▶ [Work required] The string "holds" appears in some lines of the entries that follow; copy each such line.

(Stored items)
* * *
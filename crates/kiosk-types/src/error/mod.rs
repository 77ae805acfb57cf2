//! Typed error definitions.
//!
//! Errors are serializable so they can be rendered straight into JSON response
//! bodies, and matchable so callers can pick the HTTP status.

mod config;
mod proxy;

pub use config::ConfigError;
pub use proxy::ProxyError;
//! Bootstrap config injection into the player's entry document.
//!
//! The player reads its CMS settings from `localStorage["xibo_config"]` on
//! first run. Seeding that key from an inline script ahead of the player's own
//! scripts means the first load already has them; no reload is needed.

use std::borrow::Cow;

use kiosk_types::ProxyConfig;

/// Attribute marking the injected block. Also the "already injected" probe.
pub const BOOTSTRAP_MARKER: &str = "data-kiosk-bootstrap";

/// localStorage key the player reads its settings from.
pub const STORAGE_KEY: &str = "xibo_config";

const SEED_PLACEHOLDER: &str = "__KIOSK_SEED__";

const SCRIPT_TEMPLATE: &str = r#"<script data-kiosk-bootstrap>
(function () {
  var seed = __KIOSK_SEED__;
  window.__KIOSK_BOOTSTRAP__ = seed;
  try {
    var stored = {};
    try { stored = JSON.parse(localStorage.getItem('xibo_config') || '{}') || {}; } catch (e) {}
    localStorage.setItem('xibo_config', JSON.stringify({
      cmsAddress: seed.cmsAddress,
      cmsKey: seed.cmsKey,
      displayName: seed.displayName,
      hardwareKey: stored.hardwareKey || '',
      xmrChannel: stored.xmrChannel || ''
    }));
  } catch (e) {
    console.warn('[kiosk] could not seed player config', e);
  }
})();
</script>
"#;

/// Stamps the bootstrap script into entry documents.
///
/// Built once from the immutable [`ProxyConfig`]; holds the rendered script, or
/// nothing when injection is off or no CMS address is configured.
#[derive(Debug, Clone, Default)]
pub struct BootstrapInjector {
    script: Option<String>,
}

impl BootstrapInjector {
    pub fn new(config: &ProxyConfig) -> Self {
        let script = config.should_inject().then(|| render_script(config));
        Self { script }
    }

    pub fn is_enabled(&self) -> bool {
        self.script.is_some()
    }

    /// Insert the script before the first `<script` tag, else before
    /// `</head>`, else at the start of the document. Documents that already
    /// carry the marker are returned as-is.
    pub fn inject<'a>(&self, document: &'a str) -> Cow<'a, str> {
        let Some(script) = self.script.as_deref() else {
            return Cow::Borrowed(document);
        };
        if document.contains(BOOTSTRAP_MARKER) {
            return Cow::Borrowed(document);
        }

        // ASCII lowercasing keeps byte offsets aligned with the original.
        let lowered = document.to_ascii_lowercase();
        let at = lowered.find("<script").or_else(|| lowered.find("</head>")).unwrap_or(0);

        let mut stamped = String::with_capacity(document.len() + script.len());
        stamped.push_str(&document[..at]);
        stamped.push_str(script);
        stamped.push_str(&document[at..]);
        Cow::Owned(stamped)
    }
}

fn render_script(config: &ProxyConfig) -> String {
    let seed = serde_json::json!({
        "cmsAddress": config.remote_server_address,
        "cmsKey": config.access_key,
        "displayName": config.display_name,
    });
    SCRIPT_TEMPLATE.replace(SEED_PLACEHOLDER, &script_safe_json(&seed.to_string()))
}

/// Escape JSON text so it cannot close the surrounding `<script>` element or
/// terminate a JS line. The escapes only ever land inside string literals.
pub fn script_safe_json(json: &str) -> String {
    let mut out = String::with_capacity(json.len());
    for ch in json.chars() {
        match ch {
            '<' => out.push_str("\\u003c"),
            '>' => out.push_str("\\u003e"),
            '&' => out.push_str("\\u0026"),
            '\u{2028}' => out.push_str("\\u2028"),
            '\u{2029}' => out.push_str("\\u2029"),
            _ => out.push(ch),
        }
    }
    out
}
use axum::http::{HeaderMap, Method};
use bytes::Bytes;

/// Identifying `User-Agent` sent on every upstream call.
pub const USER_AGENT: &str = concat!("Kiosk Player Relay/", env!("CARGO_PKG_VERSION"));

/// Build the HTTP client shared by all proxy routes.
///
/// No request timeout is set: a hung CMS holds its proxy request open until
/// the player gives up and disconnects.
pub fn build_http_client() -> Result<reqwest::Client, reqwest::Error> {
    reqwest::Client::builder().user_agent(USER_AGENT).tcp_nodelay(true).build()
}

/// A fully resolved call to the CMS.
#[derive(Debug, Clone)]
pub struct UpstreamRequest {
    pub method: Method,
    pub url: String,
    pub headers: HeaderMap,
    pub body: Option<Bytes>,
}

#[derive(Clone)]
pub struct UpstreamClient {
    http_client: reqwest::Client,
}

impl UpstreamClient {
    /// Accepts a pre-built `reqwest::Client` so tests and the binary share
    /// one construction path.
    pub fn new(http_client: reqwest::Client) -> Self {
        Self { http_client }
    }

    pub async fn send(&self, request: UpstreamRequest) -> Result<reqwest::Response, reqwest::Error> {
        let mut builder =
            self.http_client.request(request.method, request.url.as_str()).headers(request.headers);
        if let Some(body) = request.body {
            builder = builder.body(body);
        }
        builder.send().await
    }
}

/// Flatten an error and its sources into one line for logs and error bodies.
pub fn error_chain(err: &(dyn std::error::Error + 'static)) -> String {
    let mut message = err.to_string();
    let mut source = err.source();
    while let Some(cause) = source {
        let cause_text = cause.to_string();
        if !message.contains(&cause_text) {
            message.push_str(": ");
            message.push_str(&cause_text);
        }
        source = cause.source();
    }
    message
}
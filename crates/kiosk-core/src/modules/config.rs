//! Startup configuration.
//!
//! Three sources are layered, oldest first: the settings store the desktop
//! shell persists, an optional JSON config file, then the command line. The
//! result is resolved once and never changes for the life of the server.

use std::fs;
use std::path::{Path, PathBuf};

use kiosk_types::{ConfigError, ConfigLayer, ProxyConfig};
use validator::Validate;

pub const DEFAULT_PORT: u16 = 8765;

const APP_DIR: &str = "kiosk-relay";
const SETTINGS_FILE: &str = "settings.json";
const DEV_PWA_DIR: &str = "../pwa/dist";
const BUNDLED_PWA_DIR: &str = "./resources/pwa";

/// `<config dir>/kiosk-relay/settings.json`, if the platform has a config dir.
pub fn default_settings_path() -> Option<PathBuf> {
    dirs::config_dir().map(|dir| dir.join(APP_DIR).join(SETTINGS_FILE))
}

/// Read, parse and validate one JSON layer.
pub fn read_layer(path: &Path) -> Result<ConfigLayer, ConfigError> {
    let content = fs::read_to_string(path).map_err(|e| ConfigError::from_io_error(path, &e))?;
    let layer: ConfigLayer =
        serde_json::from_str(&content).map_err(|e| ConfigError::from_json_error(&e))?;
    layer.validate().map_err(|e| ConfigError::ValidationError {
        field: e.field_errors().keys().next().map(|k| k.to_string()).unwrap_or_default(),
        message: e.to_string(),
    })?;
    Ok(layer)
}

/// Load an explicitly requested config file. Any failure is fatal to the caller.
pub fn load_config_file(path: &Path) -> Result<ConfigLayer, ConfigError> {
    let layer = read_layer(path)?;
    tracing::info!(path = %path.display(), "Loaded config file");
    Ok(layer)
}

/// Load the settings store. We only ever read it, and a missing or broken
/// store must not keep the kiosk from starting, so failures degrade to an
/// empty layer.
pub fn load_persisted(path: Option<&Path>) -> ConfigLayer {
    let Some(path) = path.map(Path::to_path_buf).or_else(default_settings_path) else {
        tracing::debug!("No config directory on this platform; skipping settings store");
        return ConfigLayer::default();
    };

    match read_layer(&path) {
        Ok(layer) => {
            tracing::debug!(path = %path.display(), "Loaded persisted settings");
            layer
        },
        Err(ConfigError::NotFound { .. }) => {
            tracing::debug!(path = %path.display(), "No persisted settings");
            ConfigLayer::default()
        },
        Err(e) => {
            tracing::warn!(path = %path.display(), "Ignoring persisted settings: {}", e);
            ConfigLayer::default()
        },
    }
}

/// Everything the server needs to start.
#[derive(Debug, Clone, PartialEq, Eq)]
pub struct StartupConfig {
    pub port: u16,
    pub pwa_dir: PathBuf,
    pub proxy: ProxyConfig,
    pub dev: bool,
}

impl StartupConfig {
    pub fn resolve(persisted: &ConfigLayer, file: &ConfigLayer, cli: &ConfigLayer, dev: bool) -> Self {
        let proxy = ProxyConfig::layered([persisted, file, cli]);

        let port = cli.port.or(file.port).or(persisted.port).unwrap_or(DEFAULT_PORT);

        // The settings store never carries an asset root.
        let pwa_dir = cli.pwa_dir.clone().or_else(|| file.pwa_dir.clone()).unwrap_or_else(|| {
            PathBuf::from(if dev { DEV_PWA_DIR } else { BUNDLED_PWA_DIR })
        });

        Self { port, pwa_dir, proxy, dev }
    }

    /// URL a browser in kiosk mode should open.
    pub fn kiosk_url(&self) -> String {
        format!("http://localhost:{}/player/pwa/", self.port)
    }
}
//! Proxy-related errors.

use serde::{Deserialize, Serialize};
use thiserror::Error;

use crate::models::RouteKind;

/// Errors produced by the proxy routes.
///
/// Every variant is contained within the request that produced it: the route
/// turns it into a JSON response and the server keeps serving.
#[derive(Debug, Clone, Error, Serialize, Deserialize, PartialEq, Eq)]
#[serde(tag = "type", content = "details")]
pub enum ProxyError {
    /// A required query parameter was absent; no upstream call was made
    #[error("{message}")]
    MissingParameter {
        /// Operator-facing message, e.g. "Missing cms parameter"
        message: String,
    },

    /// The upstream call failed (DNS, connect, TLS, invalid target, body read)
    #[error("{route} upstream request failed: {message}")]
    Upstream {
        /// Route that issued the call
        route: RouteKind,
        /// Underlying failure message
        message: String,
    },
}

impl ProxyError {
    pub fn missing(message: impl Into<String>) -> Self {
        Self::MissingParameter { message: message.into() }
    }

    pub fn upstream(route: RouteKind, message: impl Into<String>) -> Self {
        Self::Upstream { route, message: message.into() }
    }

    /// Check if this is a client error (4xx equivalent).
    pub const fn is_client_error(&self) -> bool {
        matches!(self, Self::MissingParameter { .. })
    }

    /// Get HTTP status code for this error.
    pub const fn http_status_code(&self) -> u16 {
        match self {
            Self::MissingParameter { .. } => 400,
            Self::Upstream { .. } => 500,
        }
    }

    /// JSON body sent back to the caller: `{error}` for client errors,
    /// `{error, message}` for upstream failures.
    pub fn error_body(&self) -> serde_json::Value {
        match self {
            Self::MissingParameter { message } => serde_json::json!({ "error": message }),
            Self::Upstream { route, message } => serde_json::json!({
                "error": route.error_code(),
                "message": message,
            }),
        }
    }
}
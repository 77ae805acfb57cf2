#![allow(dead_code)]

use std::path::Path;

use axum::{
    body::{Body, Bytes},
    http::{HeaderMap, Request, StatusCode},
    Router,
};
use kiosk_core::assets::AssetConfig;
use kiosk_core::proxy::{build_http_client, UpstreamClient};
use kiosk_core::{build_router, ProxyConfig, ServerStartConfig};
use tower::ServiceExt;

pub const INDEX_HTML: &str = "<!DOCTYPE html>\n<html>\n<head>\n<meta charset=\"utf-8\">\n<title>Player</title>\n<script type=\"module\" src=\"/player/pwa/assets/app.js\"></script>\n</head>\n<body><div id=\"app\"></div></body>\n</html>\n";
pub const APP_JS: &str = "console.log('player');\n";
pub const SERVICE_WORKER_JS: &str = "self.addEventListener('fetch', () => {});\n";

/// Player build with an entry document, one bundled script and the worker.
pub fn player_bundle() -> tempfile::TempDir {
    let dir = tempfile::tempdir().expect("tempdir");
    std::fs::write(dir.path().join("index.html"), INDEX_HTML).expect("write index");
    std::fs::write(dir.path().join("sw-pwa.js"), SERVICE_WORKER_JS).expect("write worker");
    std::fs::create_dir(dir.path().join("assets")).expect("mkdir assets");
    std::fs::write(dir.path().join("assets/app.js"), APP_JS).expect("write app");
    dir
}

pub fn configured(address: &str) -> ProxyConfig {
    ProxyConfig {
        remote_server_address: address.to_string(),
        access_key: "ABC123".to_string(),
        display_name: "Lobby Screen".to_string(),
        inject_bootstrap: true,
    }
}

pub fn app(root: &Path, proxy: ProxyConfig) -> Router {
    let client = build_http_client().expect("http client");
    build_router(
        ServerStartConfig { assets: AssetConfig::new(root), proxy },
        UpstreamClient::new(client),
    )
}

/// Router with an empty asset root, for proxy-only tests.
pub fn proxy_app() -> (tempfile::TempDir, Router) {
    let dir = tempfile::tempdir().expect("tempdir");
    let router = app(dir.path(), ProxyConfig::default());
    (dir, router)
}

/// Percent-encode a value for use in a query string.
pub fn enc(value: &str) -> String {
    url::form_urlencoded::byte_serialize(value.as_bytes()).collect()
}

pub fn get(uri: &str) -> Request<Body> {
    Request::builder().uri(uri).body(Body::empty()).expect("request")
}

pub struct Relayed {
    pub status: StatusCode,
    pub headers: HeaderMap,
    pub body: Bytes,
}

impl Relayed {
    pub fn text(&self) -> String {
        String::from_utf8_lossy(&self.body).into_owned()
    }

    pub fn json(&self) -> serde_json::Value {
        serde_json::from_slice(&self.body).expect("json body")
    }
}

pub async fn send(router: Router, request: Request<Body>) -> Relayed {
    let response = router.oneshot(request).await.expect("infallible");
    let status = response.status();
    let headers = response.headers().clone();
    let body = axum::body::to_bytes(response.into_body(), usize::MAX).await.expect("body");
    Relayed { status, headers, body }
}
* * *
▶ [Result of this exercise]
/// Built once from the immutable [`ProxyConfig`]; holds the rendered script, or
/// No request timeout is set: a hung CMS holds its proxy request open until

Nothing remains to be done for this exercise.